### TASK ITEM
Return a copy of each line in the listing that includes the word "before".

### THE RECORDS
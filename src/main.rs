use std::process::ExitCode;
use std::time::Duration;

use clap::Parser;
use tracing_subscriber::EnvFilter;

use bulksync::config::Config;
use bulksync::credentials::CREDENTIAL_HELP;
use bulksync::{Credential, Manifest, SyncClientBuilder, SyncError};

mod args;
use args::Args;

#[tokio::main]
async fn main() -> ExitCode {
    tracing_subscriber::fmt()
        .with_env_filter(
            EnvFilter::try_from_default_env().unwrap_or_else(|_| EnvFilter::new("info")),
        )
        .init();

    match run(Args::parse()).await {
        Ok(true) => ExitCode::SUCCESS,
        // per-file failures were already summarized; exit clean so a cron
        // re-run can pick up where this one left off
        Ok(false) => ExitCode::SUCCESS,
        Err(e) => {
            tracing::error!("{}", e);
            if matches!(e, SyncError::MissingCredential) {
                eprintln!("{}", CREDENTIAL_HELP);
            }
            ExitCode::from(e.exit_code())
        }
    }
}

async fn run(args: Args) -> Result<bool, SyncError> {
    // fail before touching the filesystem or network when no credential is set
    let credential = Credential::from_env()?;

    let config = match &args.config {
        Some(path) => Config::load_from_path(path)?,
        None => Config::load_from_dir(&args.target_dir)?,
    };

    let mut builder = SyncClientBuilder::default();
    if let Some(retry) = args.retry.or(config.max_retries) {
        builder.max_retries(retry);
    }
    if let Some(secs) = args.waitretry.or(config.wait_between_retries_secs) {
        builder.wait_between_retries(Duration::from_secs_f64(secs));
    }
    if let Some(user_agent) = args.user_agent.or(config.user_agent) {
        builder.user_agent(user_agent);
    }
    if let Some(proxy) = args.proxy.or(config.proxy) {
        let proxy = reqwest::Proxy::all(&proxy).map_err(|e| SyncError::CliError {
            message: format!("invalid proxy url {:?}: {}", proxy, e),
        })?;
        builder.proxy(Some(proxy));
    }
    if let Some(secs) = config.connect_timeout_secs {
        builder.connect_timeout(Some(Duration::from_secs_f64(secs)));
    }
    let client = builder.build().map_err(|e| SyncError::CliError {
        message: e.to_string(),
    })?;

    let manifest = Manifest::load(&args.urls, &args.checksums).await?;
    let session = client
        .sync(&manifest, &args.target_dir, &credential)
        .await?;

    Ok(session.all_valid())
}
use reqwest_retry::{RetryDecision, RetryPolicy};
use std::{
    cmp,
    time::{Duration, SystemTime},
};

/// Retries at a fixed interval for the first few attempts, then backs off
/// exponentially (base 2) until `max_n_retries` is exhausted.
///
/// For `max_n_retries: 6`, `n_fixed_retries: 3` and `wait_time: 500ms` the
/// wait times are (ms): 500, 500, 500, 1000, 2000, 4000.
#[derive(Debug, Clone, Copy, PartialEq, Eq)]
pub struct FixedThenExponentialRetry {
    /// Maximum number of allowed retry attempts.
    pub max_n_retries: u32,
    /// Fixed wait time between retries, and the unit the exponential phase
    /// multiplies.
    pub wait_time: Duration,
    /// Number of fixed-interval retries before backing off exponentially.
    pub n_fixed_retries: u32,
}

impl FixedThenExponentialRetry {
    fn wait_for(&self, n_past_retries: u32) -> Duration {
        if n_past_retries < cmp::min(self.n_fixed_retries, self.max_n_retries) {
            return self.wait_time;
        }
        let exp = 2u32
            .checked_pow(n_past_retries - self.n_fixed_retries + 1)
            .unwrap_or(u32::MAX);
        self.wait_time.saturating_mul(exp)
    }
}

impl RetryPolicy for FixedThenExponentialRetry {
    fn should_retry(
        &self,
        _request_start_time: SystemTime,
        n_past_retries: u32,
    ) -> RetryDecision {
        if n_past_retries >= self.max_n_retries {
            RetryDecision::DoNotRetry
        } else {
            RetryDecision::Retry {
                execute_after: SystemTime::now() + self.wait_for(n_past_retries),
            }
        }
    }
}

### EXERCISE SOLUTION
    // fail before touching the filesystem or network when no credential is set
    /// Number of fixed-interval retries before backing off exponentially.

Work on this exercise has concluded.